Overall, everything looks great, but there is a small error that needs fixing before we merge. When you look at the model's outputs, and specifically at the pseudo R^2:
explaining 38% of the variations in the choice outcomes, with values closer to 1 representing a perfect fit.
A Pseudo R2 of 0.38 doesn't actually mean we capture 38% of the variation in the choice outcomes. In that way, pseudo R2 cannot be really interpreted like R2 from a linear regression as it does not really capture the model's ability to predict outcomes, but rather is a way to compare models as we can analyze how much is learned vs a base model (such as a null model or ASC only model). You can take a look at Train, K. E. (2009). Discrete choice methods with simulation. Cambridge university press. and specifically Chapter 3.8.1. when the author talks about likelihood ratio tests.
In sum, I think you just change that small piece of text we can merge it.

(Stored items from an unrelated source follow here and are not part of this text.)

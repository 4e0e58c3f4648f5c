//! Time-zone policy for the scan window.
//!
//! A single observer zone decides what "today" is, where local midnight
//! falls for both window bounds, and (in `filter`/`aggregate`) which hour a
//! culmination belongs to and how it is printed.

use chrono::{DateTime, Days, NaiveDate, NaiveTime, TimeDelta, TimeZone, Utc};
use pass_core::{InvalidInput, PredictionWindow};

const MINUTES_PER_DAY: i64 = 24 * 60;

/// Effective scan start: the current instant when `start_date` is the
/// observer's current local date, otherwise local midnight of that date.
pub fn resolve_start<Tz: TimeZone>(
    start_date: NaiveDate,
    now: DateTime<Utc>,
    zone: &Tz,
) -> Result<DateTime<Utc>, InvalidInput> {
    let today = now.with_timezone(zone).date_naive();
    if start_date == today {
        Ok(now)
    } else {
        local_midnight(start_date, zone, "start date")
    }
}

/// Window from `start` to local midnight `horizon_days` after start's local date.
pub fn prediction_window<Tz: TimeZone>(
    start: DateTime<Utc>,
    horizon_days: u32,
    zone: &Tz,
) -> Result<PredictionWindow, InvalidInput> {
    let start_date = start.with_timezone(zone).date_naive();
    let end_date = start_date
        .checked_add_days(Days::new(u64::from(horizon_days)))
        .ok_or_else(|| {
            InvalidInput::new("horizon", format!("{horizon_days} days overflows the calendar"))
        })?;
    Ok(PredictionWindow {
        start,
        end: local_midnight(end_date, zone, "horizon")?,
    })
}

/// First instant of `date` in `zone`. When a transition skips midnight this
/// is the first local minute of the day that exists. `field` names the
/// request input blamed if the zone has no such minute at all.
pub fn local_midnight<Tz: TimeZone>(
    date: NaiveDate,
    zone: &Tz,
    field: &'static str,
) -> Result<DateTime<Utc>, InvalidInput> {
    let midnight = date.and_time(NaiveTime::MIN);
    (0..MINUTES_PER_DAY)
        .find_map(|minute| {
            zone.from_local_datetime(&(midnight + TimeDelta::minutes(minute)))
                .earliest()
        })
        .map(|local| local.with_timezone(&Utc))
        .ok_or_else(|| {
            InvalidInput::new(
                field,
                format!("no local time on {date} exists in the observer zone"),
            )
        })
}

Thank you @mncosta ! @EwoutH can you please make that change to this branch before I merge this PR? Thanks
Hi @EwoutH ! Any update regarding this minor suggestion? Let me know so I can proceed with the merge of this PR. Thanks
Thanks for the feedback and sorry for getting back so late. I made a change, does this describe it better/correctly?
Add some explanatory notes to the
01-logit-nested.ipynb
notebook. The goal hereby is to explain the concepts behind the code. Also adds a introduction, some interpretation of the results, and a summary.I hope this is useful, please review on both correctness and readability. Please also let me know if you like this level of detail (or you would like to see more or less).